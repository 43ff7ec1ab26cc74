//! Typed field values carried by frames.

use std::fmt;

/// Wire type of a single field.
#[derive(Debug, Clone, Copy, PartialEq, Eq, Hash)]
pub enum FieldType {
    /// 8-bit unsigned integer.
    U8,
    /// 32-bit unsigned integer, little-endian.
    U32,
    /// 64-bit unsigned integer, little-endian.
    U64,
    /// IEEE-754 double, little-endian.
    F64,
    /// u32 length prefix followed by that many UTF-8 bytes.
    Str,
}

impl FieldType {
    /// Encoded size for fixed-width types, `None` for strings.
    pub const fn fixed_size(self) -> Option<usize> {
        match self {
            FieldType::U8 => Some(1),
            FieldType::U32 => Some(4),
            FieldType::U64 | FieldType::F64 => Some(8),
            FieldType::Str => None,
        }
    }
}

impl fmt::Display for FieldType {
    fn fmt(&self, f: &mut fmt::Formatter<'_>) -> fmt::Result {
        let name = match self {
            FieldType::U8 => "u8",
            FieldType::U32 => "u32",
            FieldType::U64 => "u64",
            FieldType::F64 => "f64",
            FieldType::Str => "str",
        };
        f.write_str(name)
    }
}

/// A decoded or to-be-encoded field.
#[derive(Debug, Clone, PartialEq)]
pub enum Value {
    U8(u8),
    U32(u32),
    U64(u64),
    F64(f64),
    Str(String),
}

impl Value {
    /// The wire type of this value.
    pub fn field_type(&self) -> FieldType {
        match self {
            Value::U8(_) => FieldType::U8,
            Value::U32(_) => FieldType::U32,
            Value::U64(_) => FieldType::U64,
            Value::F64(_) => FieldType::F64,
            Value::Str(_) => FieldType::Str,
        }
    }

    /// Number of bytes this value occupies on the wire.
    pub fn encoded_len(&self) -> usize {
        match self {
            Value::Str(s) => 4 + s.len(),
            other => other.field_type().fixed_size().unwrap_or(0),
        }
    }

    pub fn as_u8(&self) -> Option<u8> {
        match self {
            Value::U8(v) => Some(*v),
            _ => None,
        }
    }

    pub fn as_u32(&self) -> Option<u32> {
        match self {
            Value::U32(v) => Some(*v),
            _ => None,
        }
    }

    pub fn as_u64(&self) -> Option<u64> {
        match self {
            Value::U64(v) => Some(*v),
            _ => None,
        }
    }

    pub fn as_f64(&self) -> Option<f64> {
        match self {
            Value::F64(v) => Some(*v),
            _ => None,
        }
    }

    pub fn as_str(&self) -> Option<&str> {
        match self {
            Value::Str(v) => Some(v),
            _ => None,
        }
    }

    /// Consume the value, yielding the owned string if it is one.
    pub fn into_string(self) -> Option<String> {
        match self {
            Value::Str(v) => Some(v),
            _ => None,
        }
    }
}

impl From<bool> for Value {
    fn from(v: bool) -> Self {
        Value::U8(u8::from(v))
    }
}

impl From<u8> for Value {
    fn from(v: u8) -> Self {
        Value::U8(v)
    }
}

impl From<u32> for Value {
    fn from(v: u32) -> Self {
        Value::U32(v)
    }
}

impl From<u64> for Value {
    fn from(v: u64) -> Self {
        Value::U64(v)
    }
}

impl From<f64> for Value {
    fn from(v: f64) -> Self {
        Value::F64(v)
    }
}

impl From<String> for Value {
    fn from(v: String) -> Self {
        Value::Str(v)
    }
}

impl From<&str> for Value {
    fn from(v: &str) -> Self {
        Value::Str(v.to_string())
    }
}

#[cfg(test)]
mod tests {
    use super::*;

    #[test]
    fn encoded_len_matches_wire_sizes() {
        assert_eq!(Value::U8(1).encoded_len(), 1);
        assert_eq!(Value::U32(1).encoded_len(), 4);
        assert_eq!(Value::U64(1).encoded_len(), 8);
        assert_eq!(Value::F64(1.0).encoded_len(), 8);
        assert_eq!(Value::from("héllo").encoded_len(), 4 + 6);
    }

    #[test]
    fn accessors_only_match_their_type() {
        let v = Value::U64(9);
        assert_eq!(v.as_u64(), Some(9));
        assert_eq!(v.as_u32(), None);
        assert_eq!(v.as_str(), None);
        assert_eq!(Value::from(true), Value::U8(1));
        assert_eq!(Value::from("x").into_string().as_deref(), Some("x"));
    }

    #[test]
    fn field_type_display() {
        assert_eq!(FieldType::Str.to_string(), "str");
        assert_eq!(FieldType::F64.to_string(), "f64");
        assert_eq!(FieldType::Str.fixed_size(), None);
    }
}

**TASK BRIEF**
Retype each record in full, please.

**WRITTEN REPLY**
repository 43ff7ec1ab26cc74
//! Typed field values carried by frames.

use std::fmt;

/// Wire type of a single field.
#[derive(Debug, Clone, Copy, PartialEq, Eq, Hash)]
pub enum FieldType {
    /// 8-bit unsigned integer.
    U8,
    /// 32-bit unsigned integer, little-endian.
    U32,
    /// 64-bit unsigned integer, little-endian.
    U64,
    /// IEEE-754 double, little-endian.
    F64,
    /// u32 length prefix followed by that many UTF-8 bytes.
    Str,
}

impl FieldType {
    /// Encoded size for fixed-width types, `None` for strings.
    pub const fn fixed_size(self) -> Option<usize> {
        match self {
            FieldType::U8 => Some(1),
            FieldType::U32 => Some(4),
            FieldType::U64 | FieldType::F64 => Some(8),
            FieldType::Str => None,
        }
    }
}

impl fmt::Display for FieldType {
    fn fmt(&self, f: &mut fmt::Formatter<'_>) -> fmt::Result {
        let name = match self {
            FieldType::U8 => "u8",
            FieldType::U32 => "u32",
            FieldType::U64 => "u64",
            FieldType::F64 => "f64",
            FieldType::Str => "str",
        };
        f.write_str(name)
    }
}

/// A decoded or to-be-encoded field.
#[derive(Debug, Clone, PartialEq)]
pub enum Value {
    U8(u8),
    U32(u32),
    U64(u64),
    F64(f64),
    Str(String),
}

impl Value {
    /// The wire type of this value.
    pub fn field_type(&self) -> FieldType {
        match self {
            Value::U8(_) => FieldType::U8,
            Value::U32(_) => FieldType::U32,
            Value::U64(_) => FieldType::U64,
            Value::F64(_) => FieldType::F64,
            Value::Str(_) => FieldType::Str,
        }
    }

    /// Number of bytes this value occupies on the wire.
    pub fn encoded_len(&self) -> usize {
        match self {
            Value::Str(s) => 4 + s.len(),
            other => other.field_type().fixed_size().unwrap_or(0),
        }
    }

    pub fn as_u8(&self) -> Option<u8> {
        match self {
            Value::U8(v) => Some(*v),
            _ => None,
        }
    }

    pub fn as_u32(&self) -> Option<u32> {
        match self {
            Value::U32(v) => Some(*v),
            _ => None,
        }
    }

    pub fn as_u64(&self) -> Option<u64> {
        match self {
            Value::U64(v) => Some(*v),
            _ => None,
        }
    }

    pub fn as_f64(&self) -> Option<f64> {
        match self {
            Value::F64(v) => Some(*v),
            _ => None,
        }
    }

    pub fn as_str(&self) -> Option<&str> {
        match self {
            Value::Str(v) => Some(v),
            _ => None,
        }
    }

    /// Consume the value, yielding the owned string if it is one.
    pub fn into_string(self) -> Option<String> {
        match self {
            Value::Str(v) => Some(v),
            _ => None,
        }
    }
}

impl From<bool> for Value {
    fn from(v: bool) -> Self {
        Value::U8(u8::from(v))
    }
}

impl From<u8> for Value {
    fn from(v: u8) -> Self {
        Value::U8(v)
    }
}

impl From<u32> for Value {
    fn from(v: u32) -> Self {
        Value::U32(v)
    }
}

impl From<u64> for Value {
    fn from(v: u64) -> Self {
        Value::U64(v)
    }
}

impl From<f64> for Value {
    fn from(v: f64) -> Self {
        Value::F64(v)
    }
}

impl From<String> for Value {
    fn from(v: String) -> Self {
        Value::Str(v)
    }
}

impl From<&str> for Value {
    fn from(v: &str) -> Self {
        Value::Str(v.to_string())
    }
}

#[cfg(test)]
mod tests {
    use super::*;

    #[test]
    fn encoded_len_matches_wire_sizes() {
        assert_eq!(Value::U8(1).encoded_len(), 1);
        assert_eq!(Value::U32(1).encoded_len(), 4);
        assert_eq!(Value::U64(1).encoded_len(), 8);
        assert_eq!(Value::F64(1.0).encoded_len(), 8);
        assert_eq!(Value::from("héllo").encoded_len(), 4 + 6);
    }

    #[test]
    fn accessors_only_match_their_type() {
        let v = Value::U64(9);
        assert_eq!(v.as_u64(), Some(9));
        assert_eq!(v.as_u32(), None);
        assert_eq!(v.as_str(), None);
        assert_eq!(Value::from(true), Value::U8(1));
        assert_eq!(Value::from("x").into_string().as_deref(), Some("x"));
    }

    #[test]
    fn field_type_display() {
        assert_eq!(FieldType::Str.to_string(), "str");
        assert_eq!(FieldType::F64.to_string(), "f64");
        assert_eq!(FieldType::Str.fixed_size(), None);
    }
}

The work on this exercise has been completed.